Stored data
+ + + + + + +
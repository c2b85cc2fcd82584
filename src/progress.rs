//! Analysis progress reporting.
//!
//! Reports batch settlement while `pdr analyze` waits on the inference
//! service, so users see how many calls are done and how many remain.
//! Progress is emitted on **stderr** so stdout remains parseable for scripts.

use std::io::Write;

/// A single progress event for one analysis run.
#[derive(Clone, Debug, PartialEq, Eq)]
pub enum ProgressEvent {
    /// Batches have been planned; `total` inference calls will be attempted.
    Planned { document_id: i64, total: usize },
    /// `settled` of `total` batches have finished (successfully or not).
    Settled {
        document_id: i64,
        settled: usize,
        failed: usize,
        total: usize,
    },
}

/// Receives progress events. Called from the scheduler's join loop.
pub trait ProgressReporter: Send + Sync {
    fn report(&self, event: ProgressEvent);
}

/// Human-friendly progress on stderr: "analyze doc:42  settled  3 / 12 batches".
pub struct StderrProgress;

impl ProgressReporter for StderrProgress {
    fn report(&self, event: ProgressEvent) {
        let line = match &event {
            ProgressEvent::Planned { document_id, total } => {
                format!("analyze doc:{}  planned  {} batches\n", document_id, total)
            }
            ProgressEvent::Settled {
                document_id,
                settled,
                failed,
                total,
            } => {
                if *failed > 0 {
                    format!(
                        "analyze doc:{}  settled  {} / {} batches ({} failed)\n",
                        document_id, settled, total, failed
                    )
                } else {
                    format!(
                        "analyze doc:{}  settled  {} / {} batches\n",
                        document_id, settled, total
                    )
                }
            }
        };
        let _ = std::io::stderr().lock().write_all(line.as_bytes());
        let _ = std::io::stderr().lock().flush();
    }
}

/// Machine-readable progress: one JSON object per line on stderr.
pub struct JsonProgress;

impl ProgressReporter for JsonProgress {
    fn report(&self, event: ProgressEvent) {
        if let Ok(line) = serde_json::to_string(&event_json(&event)) {
            let _ = writeln!(std::io::stderr().lock(), "{}", line);
            let _ = std::io::stderr().lock().flush();
        }
    }
}

fn event_json(event: &ProgressEvent) -> serde_json::Value {
    match event {
        ProgressEvent::Planned { document_id, total } => serde_json::json!({
            "event": "progress",
            "documentId": document_id,
            "phase": "planned",
            "total": total
        }),
        ProgressEvent::Settled {
            document_id,
            settled,
            failed,
            total,
        } => serde_json::json!({
            "event": "progress",
            "documentId": document_id,
            "phase": "settled",
            "n": settled,
            "failed": failed,
            "total": total
        }),
    }
}

/// No-op reporter when progress is disabled.
pub struct NoProgress;

impl ProgressReporter for NoProgress {
    fn report(&self, _event: ProgressEvent) {}
}

/// Progress mode for the CLI: off, human (stderr), or JSON (stderr).
#[derive(Clone, Copy, Debug, Eq, PartialEq)]
pub enum ProgressMode {
    Off,
    Human,
    Json,
}

impl ProgressMode {
    /// Default: human progress when stderr is a TTY, otherwise off.
    pub fn default_for_tty() -> Self {
        if atty::is(atty::Stream::Stderr) {
            ProgressMode::Human
        } else {
            ProgressMode::Off
        }
    }

    pub fn reporter(&self) -> Box<dyn ProgressReporter> {
        match self {
            ProgressMode::Off => Box::new(NoProgress),
            ProgressMode::Human => Box::new(StderrProgress),
            ProgressMode::Json => Box::new(JsonProgress),
        }
    }
}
+ + + + + + +
> [Activity]:
The records above must be written out again exactly.

> [Exercise response]:
repository c2b85cc2fcd82584
filename src/progress.rs
//! Analysis progress reporting.
//!
//! Reports batch settlement while `pdr analyze` waits on the inference
//! service, so users see how many calls are done and how many remain.
//! Progress is emitted on **stderr** so stdout remains parseable for scripts.

use std::io::Write;

/// A single progress event for one analysis run.
#[derive(Clone, Debug, PartialEq, Eq)]
pub enum ProgressEvent {
    /// Batches have been planned; `total` inference calls will be attempted.
    Planned { document_id: i64, total: usize },
    /// `settled` of `total` batches have finished (successfully or not).
    Settled {
        document_id: i64,
        settled: usize,
        failed: usize,
        total: usize,
    },
}

/// Receives progress events. Called from the scheduler's join loop.
pub trait ProgressReporter: Send + Sync {
    fn report(&self, event: ProgressEvent);
}

/// Human-friendly progress on stderr: "analyze doc:42  settled  3 / 12 batches".
pub struct StderrProgress;

impl ProgressReporter for StderrProgress {
    fn report(&self, event: ProgressEvent) {
        let line = match &event {
            ProgressEvent::Planned { document_id, total } => {
                format!("analyze doc:{}  planned  {} batches\n", document_id, total)
            }
            ProgressEvent::Settled {
                document_id,
                settled,
                failed,
                total,
            } => {
                if *failed > 0 {
                    format!(
                        "analyze doc:{}  settled  {} / {} batches ({} failed)\n",
                        document_id, settled, total, failed
                    )
                } else {
                    format!(
                        "analyze doc:{}  settled  {} / {} batches\n",
                        document_id, settled, total
                    )
                }
            }
        };
        let _ = std::io::stderr().lock().write_all(line.as_bytes());
        let _ = std::io::stderr().lock().flush();
    }
}

/// Machine-readable progress: one JSON object per line on stderr.
pub struct JsonProgress;

impl ProgressReporter for JsonProgress {
    fn report(&self, event: ProgressEvent) {
        if let Ok(line) = serde_json::to_string(&event_json(&event)) {
            let _ = writeln!(std::io::stderr().lock(), "{}", line);
            let _ = std::io::stderr().lock().flush();
        }
    }
}

fn event_json(event: &ProgressEvent) -> serde_json::Value {
    match event {
        ProgressEvent::Planned { document_id, total } => serde_json::json!({
            "event": "progress",
            "documentId": document_id,
            "phase": "planned",
            "total": total
        }),
        ProgressEvent::Settled {
            document_id,
            settled,
            failed,
            total,
        } => serde_json::json!({
            "event": "progress",
            "documentId": document_id,
            "phase": "settled",
            "n": settled,
            "failed": failed,
            "total": total
        }),
    }
}

/// No-op reporter when progress is disabled.
pub struct NoProgress;

impl ProgressReporter for NoProgress {
    fn report(&self, _event: ProgressEvent) {}
}

/// Progress mode for the CLI: off, human (stderr), or JSON (stderr).
#[derive(Clone, Copy, Debug, Eq, PartialEq)]
pub enum ProgressMode {
    Off,
    Human,
    Json,
}

impl ProgressMode {
    /// Default: human progress when stderr is a TTY, otherwise off.
    pub fn default_for_tty() -> Self {
        if atty::is(atty::Stream::Stderr) {
            ProgressMode::Human
        } else {
            ProgressMode::Off
        }
    }

    pub fn reporter(&self) -> Box<dyn ProgressReporter> {
        match self {
            ProgressMode::Off => Box::new(NoProgress),
            ProgressMode::Human => Box::new(StderrProgress),
            ProgressMode::Json => Box::new(JsonProgress),
        }
    }
}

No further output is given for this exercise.